PROBLEM REQUIREMENTS:
Once you have read the entries below, repeat all of them exactly.

EXERCISE MATERIAL:
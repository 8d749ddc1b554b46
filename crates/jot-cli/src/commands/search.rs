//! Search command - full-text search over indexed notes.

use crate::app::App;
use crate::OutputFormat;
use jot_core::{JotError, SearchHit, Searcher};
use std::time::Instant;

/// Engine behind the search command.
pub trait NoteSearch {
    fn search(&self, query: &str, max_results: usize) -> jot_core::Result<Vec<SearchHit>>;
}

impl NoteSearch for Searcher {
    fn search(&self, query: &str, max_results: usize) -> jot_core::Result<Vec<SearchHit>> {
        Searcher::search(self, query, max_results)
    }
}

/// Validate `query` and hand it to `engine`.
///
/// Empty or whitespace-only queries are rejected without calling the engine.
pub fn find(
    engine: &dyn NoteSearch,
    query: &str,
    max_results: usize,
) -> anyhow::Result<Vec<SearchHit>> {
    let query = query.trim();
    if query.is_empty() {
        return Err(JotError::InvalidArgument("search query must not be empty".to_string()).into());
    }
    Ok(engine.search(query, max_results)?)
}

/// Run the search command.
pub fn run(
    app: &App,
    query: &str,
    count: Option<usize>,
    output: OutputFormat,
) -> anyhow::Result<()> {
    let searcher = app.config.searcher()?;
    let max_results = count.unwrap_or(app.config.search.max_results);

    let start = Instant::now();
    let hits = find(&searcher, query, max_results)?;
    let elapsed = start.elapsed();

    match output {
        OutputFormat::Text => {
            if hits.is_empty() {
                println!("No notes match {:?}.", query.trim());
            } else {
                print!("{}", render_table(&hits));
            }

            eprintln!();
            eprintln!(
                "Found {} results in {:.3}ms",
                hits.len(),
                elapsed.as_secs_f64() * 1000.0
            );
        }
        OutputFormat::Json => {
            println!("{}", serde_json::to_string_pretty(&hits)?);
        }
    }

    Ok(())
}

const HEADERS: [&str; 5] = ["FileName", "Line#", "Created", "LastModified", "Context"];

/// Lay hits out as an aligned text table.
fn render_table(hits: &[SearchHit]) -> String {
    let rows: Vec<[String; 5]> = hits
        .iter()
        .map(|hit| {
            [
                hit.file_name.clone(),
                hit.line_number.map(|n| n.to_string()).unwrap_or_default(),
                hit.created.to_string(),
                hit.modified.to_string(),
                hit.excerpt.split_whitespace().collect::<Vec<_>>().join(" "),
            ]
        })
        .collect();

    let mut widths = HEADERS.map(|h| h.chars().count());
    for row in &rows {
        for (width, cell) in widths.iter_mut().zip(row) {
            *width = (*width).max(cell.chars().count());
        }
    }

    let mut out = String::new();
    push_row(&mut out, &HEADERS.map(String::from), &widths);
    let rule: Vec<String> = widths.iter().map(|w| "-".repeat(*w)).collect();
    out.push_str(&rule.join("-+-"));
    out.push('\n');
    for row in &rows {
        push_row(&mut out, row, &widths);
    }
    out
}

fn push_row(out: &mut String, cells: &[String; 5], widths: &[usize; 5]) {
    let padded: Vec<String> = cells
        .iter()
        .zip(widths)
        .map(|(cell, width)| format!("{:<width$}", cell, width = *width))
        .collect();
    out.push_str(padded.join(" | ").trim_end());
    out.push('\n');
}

PROBLEM SOLUTION:
repository 8d749ddc1b554b46
filename crates/jot-cli/src/commands/search.rs
//! Search command - full-text search over indexed notes.

use crate::app::App;
use crate::OutputFormat;
use jot_core::{JotError, SearchHit, Searcher};
use std::time::Instant;

/// Engine behind the search command.
pub trait NoteSearch {
    fn search(&self, query: &str, max_results: usize) -> jot_core::Result<Vec<SearchHit>>;
}

impl NoteSearch for Searcher {
    fn search(&self, query: &str, max_results: usize) -> jot_core::Result<Vec<SearchHit>> {
        Searcher::search(self, query, max_results)
    }
}

/// Validate `query` and hand it to `engine`.
///
/// Empty or whitespace-only queries are rejected without calling the engine.
pub fn find(
    engine: &dyn NoteSearch,
    query: &str,
    max_results: usize,
) -> anyhow::Result<Vec<SearchHit>> {
    let query = query.trim();
    if query.is_empty() {
        return Err(JotError::InvalidArgument("search query must not be empty".to_string()).into());
    }
    Ok(engine.search(query, max_results)?)
}

/// Run the search command.
pub fn run(
    app: &App,
    query: &str,
    count: Option<usize>,
    output: OutputFormat,
) -> anyhow::Result<()> {
    let searcher = app.config.searcher()?;
    let max_results = count.unwrap_or(app.config.search.max_results);

    let start = Instant::now();
    let hits = find(&searcher, query, max_results)?;
    let elapsed = start.elapsed();

    match output {
        OutputFormat::Text => {
            if hits.is_empty() {
                println!("No notes match {:?}.", query.trim());
            } else {
                print!("{}", render_table(&hits));
            }

            eprintln!();
            eprintln!(
                "Found {} results in {:.3}ms",
                hits.len(),
                elapsed.as_secs_f64() * 1000.0
            );
        }
        OutputFormat::Json => {
            println!("{}", serde_json::to_string_pretty(&hits)?);
        }
    }

    Ok(())
}

const HEADERS: [&str; 5] = ["FileName", "Line#", "Created", "LastModified", "Context"];

/// Lay hits out as an aligned text table.
fn render_table(hits: &[SearchHit]) -> String {
    let rows: Vec<[String; 5]> = hits
        .iter()
        .map(|hit| {
            [
                hit.file_name.clone(),
                hit.line_number.map(|n| n.to_string()).unwrap_or_default(),
                hit.created.to_string(),
                hit.modified.to_string(),
                hit.excerpt.split_whitespace().collect::<Vec<_>>().join(" "),
            ]
        })
        .collect();

    let mut widths = HEADERS.map(|h| h.chars().count());
    for row in &rows {
        for (width, cell) in widths.iter_mut().zip(row) {
            *width = (*width).max(cell.chars().count());
        }
    }

    let mut out = String::new();
    push_row(&mut out, &HEADERS.map(String::from), &widths);
    let rule: Vec<String> = widths.iter().map(|w| "-".repeat(*w)).collect();
    out.push_str(&rule.join("-+-"));
    out.push('\n');
    for row in &rows {
        push_row(&mut out, row, &widths);
    }
    out
}

fn push_row(out: &mut String, cells: &[String; 5], widths: &[usize; 5]) {
    let padded: Vec<String> = cells
        .iter()
        .zip(widths)
        .map(|(cell, width)| format!("{:<width$}", cell, width = *width))
        .collect();
    out.push_str(padded.join(" | ").trim_end());
    out.push('\n');
}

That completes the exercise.